DeepSeek-V3: An Overview of Architectural Design and Functionality

Artificial Intelligence (AI) models like DeepSeek-V3 are built on advanced machine learning architectures designed to understand and generate human-like text. Below is a simplified breakdown of how I work, explained in a beginner-friendly way.

1. Core Architecture: Transformer Model

At the heart of DeepSeek-V3 is a Transformer-based architecture, a revolutionary design introduced in the paper “Attention is All You Need” by Vaswani et al. (2017). This architecture is the foundation of most modern AI language models, including GPT and others.

Key Components of the Transformer:

  • Self-Attention Mechanism: This allows the model to focus on different parts of the input text when generating responses. For example, if you ask, “What is the capital of France?” the model pays more attention to the words “capital” and “France” to provide the correct answer (“Paris”).
  • Layers: The model consists of multiple layers of encoders and decoders (or just decoders, depending on the design). Each layer processes the input text to extract deeper meaning and context.
  • Embeddings: Words are converted into numerical vectors (embeddings) so the model can process them mathematically.

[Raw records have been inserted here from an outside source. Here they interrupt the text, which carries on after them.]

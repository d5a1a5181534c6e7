//! Harmonic elements and the envelopes that fade them in and out.

use rand::Rng;

use super::angle::AngleTable;
use crate::params::SpiroConfig;

/// Envelope position below which an element is considered "in its trough"
const RESET_THRESHOLD: f32 = 0.5;

/// One rotating circle contributing to the curve
#[derive(Clone, Copy, Debug, PartialEq)]
pub struct Element {
    /// Signed multiple of the base circle frequency (never 0)
    pub frequency: i32,

    /// Radius multiplier in `[0, 1]`
    pub amplitude: f32,

    /// Starting angle in brads, `[0, resolution)`
    pub phase_offset: usize,
}

impl Default for Element {
    fn default() -> Self {
        Self {
            frequency: 1,
            amplitude: 1.0,
            phase_offset: 0,
        }
    }
}

/// Per-element amplitude modulator
#[derive(Clone, Copy, Debug, Default, PartialEq)]
pub struct Envelope {
    /// Fixed phase stagger in `[0, 1)`
    pub offset: f32,

    /// Set while the envelope sits below the reset threshold, so the
    /// element is re-randomized once per cycle rather than every frame
    pub reset_armed: bool,
}

/// The bank of elements and envelopes plus the shared envelope clock
#[derive(Debug, Clone)]
pub struct ElementBank {
    elements: Vec<Element>,
    envelopes: Vec<Envelope>,
    base_envelope: f32,
    envelope_speed: f32,
    max_frequency: i32,
}

impl ElementBank {
    /// Create the bank with every element at unit amplitude on the base circle
    pub fn new(config: &SpiroConfig) -> Self {
        let envelopes = envelope_offsets(config.element_count, config.envelopes_in_phase)
            .into_iter()
            .map(|offset| Envelope {
                offset,
                ..Envelope::default()
            })
            .collect();

        Self {
            elements: vec![Element::default(); config.element_count],
            envelopes,
            base_envelope: 0.0,
            envelope_speed: config.envelope_speed,
            max_frequency: i32::try_from(config.max_element_frequency).unwrap_or(i32::MAX),
        }
    }

    pub fn elements(&self) -> &[Element] {
        &self.elements
    }

    pub fn envelopes(&self) -> &[Envelope] {
        &self.envelopes
    }

    /// Shared envelope clock in `[0, 1)`
    pub fn base_envelope(&self) -> f32 {
        self.base_envelope
    }

    /// Advance the envelope clock and update every element.
    ///
    /// An element whose envelope drops below 0.5 gets a new frequency and
    /// phase (drawn in element order: magnitude, sign, phase) exactly once
    /// per cycle. Its amplitude is the raised cosine of the envelope, so the
    /// change happens while it is invisible.
    pub fn step<R: Rng + ?Sized>(&mut self, elapsed_s: f32, angles: &AngleTable, rng: &mut R) {
        self.base_envelope = wrap_unit(self.base_envelope + self.envelope_speed * elapsed_s);

        for (i, (element, envelope)) in self
            .elements
            .iter_mut()
            .zip(self.envelopes.iter_mut())
            .enumerate()
        {
            let position = wrap_unit(envelope.offset + self.base_envelope);
            let in_trough = position < RESET_THRESHOLD;

            if in_trough && !envelope.reset_armed {
                let magnitude = rng.gen_range(1..=self.max_frequency);
                element.frequency = if rng.gen::<bool>() {
                    -magnitude
                } else {
                    magnitude
                };
                element.phase_offset = rng.gen_range(0..angles.resolution());

                log::trace!(
                    "element {} retuned: frequency {}, phase {}",
                    i,
                    element.frequency,
                    element.phase_offset
                );
            }

            envelope.reset_armed = in_trough;
            element.amplitude = angles.raised_cosine(position);
        }
    }
}

/// Initial envelope offsets.
///
/// The first `in_phase` elements share offset 0; the rest are spread evenly
/// over the `count - in_phase + 1` staggered slots (slot 0 being the
/// in-phase group).
pub fn envelope_offsets(count: usize, in_phase: usize) -> Vec<f32> {
    let in_phase = in_phase.clamp(1, count.max(1));
    let slots = (count + 1 - in_phase) as f32;

    (0..count)
        .map(|i| {
            if i < in_phase {
                0.0
            } else {
                (i + 1 - in_phase) as f32 / slots
            }
        })
        .collect()
}

/// Wrap a non-negative phase into `[0, 1)`
fn wrap_unit(value: f32) -> f32 {
    let wrapped = value.rem_euclid(1.0);
    if wrapped >= 1.0 {
        0.0
    } else {
        wrapped
    }
}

These embeddings capture the meaning and relationships between words.

2. Training Process

DeepSeek-V3 is trained on massive amounts of text data from books, websites, and other sources. The training process involves two key steps:

a) Pre-training:

  • The model learns to predict the next word in a sentence. For example, given the input “The sky is ___,” it learns to predict “blue.”
  • During this phase, the model develops a general understanding of language, grammar, and world knowledge.

b) Fine-tuning:

  • After pre-training, the model is fine-tuned on specific tasks or datasets to improve its performance in areas like answering questions, summarizing text, or generating creative content.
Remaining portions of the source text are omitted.